3回連載の枯れ葉剤訴訟 因果関係の最終回です。 この記事は、ベトナム枯れ葉剤被害者協会常務理事レ・ドゥック・ティエット弁護士の執筆です。
アメリカ裁判所でのベトナム被害者の訴状はまだ「受理されていない」状態だ。(注:掲載誌”毒学”第1号発刊の時点で)
というのは、裁判所は法理論の基礎があるかどうかを判定するからだ。この期間は証拠をまだ見ていない。
従って、ダイオキシンと被害者の因果関係は裁判所が受理してから判定する。
現在、ダイオキシンの研究は、昔の80年代の研究と比べて遙かに進歩してきた。しかし、ダイオキシンに関する科学者の知識についていえば、現在でも乏しいと言える。
ダイオキシンは毒物だと分かっている。たとえ何十年経ても、ダイオキシンは土壌の中、血中に、脂肪の中に、人間の乳房の中に見つけることが出来る。

しかし、科学者は人の体にダイオキシンがどういう影響あるかを十分研究し尽くしていない。ダイオキシンは、環境の中で人間にいつまで影響を与えるのか?

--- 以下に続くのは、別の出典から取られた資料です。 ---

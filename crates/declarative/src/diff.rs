//! Diff computation between observed and wanted maps

use serde::{Deserialize, Serialize};
use std::collections::BTreeMap;

/// Resource name to "should be present/active"
pub type StateMap = BTreeMap<String, bool>;

/// Outstanding changes for one resource kind
#[derive(Debug, Clone, Default, PartialEq, Eq, Serialize, Deserialize)]
pub struct KindDiff {
    /// Names that should become present/active
    pub to_enable: Vec<String>,
    /// Names that should become absent/inactive
    pub to_disable: Vec<String>,
}

impl KindDiff {
    pub fn is_empty(&self) -> bool {
        self.to_enable.is_empty() && self.to_disable.is_empty()
    }

    /// Number of names touched
    pub fn len(&self) -> usize {
        self.to_enable.len() + self.to_disable.len()
    }
}

/// Compute the changes needed to take `current` to `wanted`.
///
/// A name missing from `current` counts as absent. Output is sorted by
/// name, so the same inputs always produce the same scripts.
pub fn diff(current: &StateMap, wanted: &StateMap) -> KindDiff {
    let mut result = KindDiff::default();
    for (name, &want) in wanted {
        let have = current.get(name).copied().unwrap_or(false);
        if want == have {
            continue;
        }
        if want {
            result.to_enable.push(name.clone());
        } else {
            result.to_disable.push(name.clone());
        }
    }
    result
}

/// Diff summary statistics
#[derive(Debug, Clone, Copy, Default, PartialEq, Eq)]
pub struct DiffSummary {
    /// Number of names to enable or install
    pub additions: usize,
    /// Number of names to disable or remove
    pub removals: usize,
    /// Number of singleton settings with a pending override
    pub settings: usize,
}

impl DiffSummary {
    pub fn add(&mut self, diff: &KindDiff) {
        self.additions += diff.to_enable.len();
        self.removals += diff.to_disable.len();
    }

    /// Total number of changes
    pub fn total(&self) -> usize {
        self.additions + self.removals + self.settings
    }

    /// Check if there are any changes
    pub fn has_changes(&self) -> bool {
        self.total() > 0
    }
}
mod app;
mod cli;
mod commands;
mod config;
mod engine;
mod paths;
mod progress;
mod runner;
mod scanner;
mod state;
mod ui;

use anyhow::Result;
use clap::{CommandFactory, Parser};
use clap_complete::generate;
use cli::{Cli, Command};
use std::io;

/// Global context for the application
pub struct Context {
    pub verbose: u8,
    pub quiet: bool,
}

#[tokio::main]
async fn main() -> Result<()> {
    let cli = Cli::parse();

    // Initialize logging based on verbosity
    let log_level = match cli.verbose {
        0 => log::LevelFilter::Warn,
        1 => log::LevelFilter::Info,
        2 => log::LevelFilter::Debug,
        _ => log::LevelFilter::Trace,
    };

    env_logger::Builder::new()
        .filter_level(if cli.quiet {
            log::LevelFilter::Error
        } else {
            log_level
        })
        .format_timestamp(None)
        .init();

    let ctx = Context {
        verbose: cli.verbose,
        quiet: cli.quiet,
    };

    match cli.command {
        Command::Completions { shell } => {
            let mut cmd = Cli::command();
            generate(shell, &mut cmd, "rani", &mut io::stdout());
            Ok(())
        }
        command => run(&ctx, command).await,
    }
}

async fn run(ctx: &Context, command: Command) -> Result<()> {
    log::debug!("Running with verbosity {}", ctx.verbose);
    let app = commands::load(ctx).await?;

    match command {
        Command::Status { kind } => commands::status::run(ctx, &app, kind),
        Command::Toggle { kind, name, aur } => commands::toggle::toggle(&app, kind, &name, aur),
        Command::Reset { kind, name } => commands::toggle::reset(&app, kind, name.as_deref()),
        Command::Set(cmd) => commands::toggle::set(&app, cmd),
        Command::Tasks => {
            commands::tasks::run(&app);
            Ok(())
        }
        Command::Apply(args) => commands::apply::apply(ctx, &app, &args).await,
        Command::Ensure { package } => commands::apply::ensure(ctx, &app, &package).await,
        Command::Run {
            script,
            privileged,
            name,
        } => commands::apply::run(ctx, &app, &script, privileged, &name).await,
        Command::Scan => commands::apply::scan(&app),
        Command::Completions { .. } => Ok(()),
    }
}
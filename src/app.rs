//! Wiring shared by every command: store, queue, reconciler and scanner

use anyhow::{Context, Result};
use declarative::{
    ObservedState, PlanContext, ReconciliationEngine, ResourceStateStore, SharedQueue,
    WantedState, queue,
};
use shellkit::OutputBus;
use std::path::PathBuf;
use std::sync::Arc;

use crate::config::RaniConfig;
use crate::engine::{CoordinatorConfig, ExecutionCoordinator};
use crate::paths;
use crate::scanner::{StoreRefresher, SystemScanner};
use crate::state::RaniState;

/// A loaded assistant: observed state plus restored overrides
pub struct App {
    pub config: RaniConfig,
    pub store: Arc<ResourceStateStore>,
    pub queue: SharedQueue,
    pub bus: OutputBus,
    scanner: SystemScanner,
    state_path: PathBuf,
}

impl App {
    /// Load config and overrides, then scan the live system
    pub async fn bootstrap() -> Result<Self> {
        let config = RaniConfig::load()?;
        let state_path = RaniState::state_file()?;
        let state = RaniState::load_from(&state_path)?;

        let scanner = SystemScanner::new(config.user.clone());
        let observed = scanner.scan().await;
        Self::assemble(config, state.wanted, observed, state_path)
    }

    /// Build an app from already-loaded pieces.
    ///
    /// Observed state goes in before the overrides, so an override that
    /// asks for a change is compared against the real system rather than
    /// an empty one. Overrides that fail validation are refused.
    pub fn assemble(
        config: RaniConfig,
        wanted: WantedState,
        observed: ObservedState,
        state_path: PathBuf,
    ) -> Result<Self> {
        let store = Arc::new(ResourceStateStore::new());
        let queue = queue::shared();
        store.subscribe(Arc::new(ReconciliationEngine::new(
            queue.clone(),
            PlanContext::new(config.user.clone()),
        )));

        store.refresh(observed);
        store
            .restore_wanted(wanted)
            .with_context(|| format!("Invalid overrides in {}", state_path.display()))?;

        let bus = OutputBus::new(config.session.output_capacity);
        let scanner = SystemScanner::new(config.user.clone());
        Ok(Self {
            config,
            store,
            queue,
            bus,
            scanner,
            state_path,
        })
    }

    /// Rescan the live system
    pub async fn rescan(&self) {
        let observed = self.scanner.scan().await;
        self.store.refresh(observed);
    }

    /// Write the current overrides back to disk
    pub fn persist(&self) -> Result<()> {
        let mut state = RaniState {
            wanted: self.store.snapshot().wanted_state(),
            ..RaniState::default()
        };
        state.save_to(&self.state_path)
    }

    /// Coordinator over this app's queue; must be called inside a tokio runtime
    pub fn coordinator(&self) -> Result<ExecutionCoordinator> {
        let config = CoordinatorConfig {
            settings: self.config.session.settings(),
            poll_interval: self.config.session.poll_interval(),
            script_path: paths::task_script_path()?,
        };
        let refresher = StoreRefresher::new(self.scanner.clone(), Arc::clone(&self.store));
        Ok(ExecutionCoordinator::new(
            self.queue.clone(),
            self.bus.clone(),
            self.config.elevator.build(),
            config,
            Arc::new(refresher),
        ))
    }
}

科学者は因果関係を発見するために、ダイオキシンをウサギやねずみの体内に入れることは出来るが、人体にいれることは出来ない。

科学者はどの病気がダイオキシンによる病気なのかの結論はまだ出せない。ダイオキシンの被害者と認定出来るように、自分の病気や自分の子供の病気と撒かれた枯れ葉剤との因果関係を証明しなくてはならない。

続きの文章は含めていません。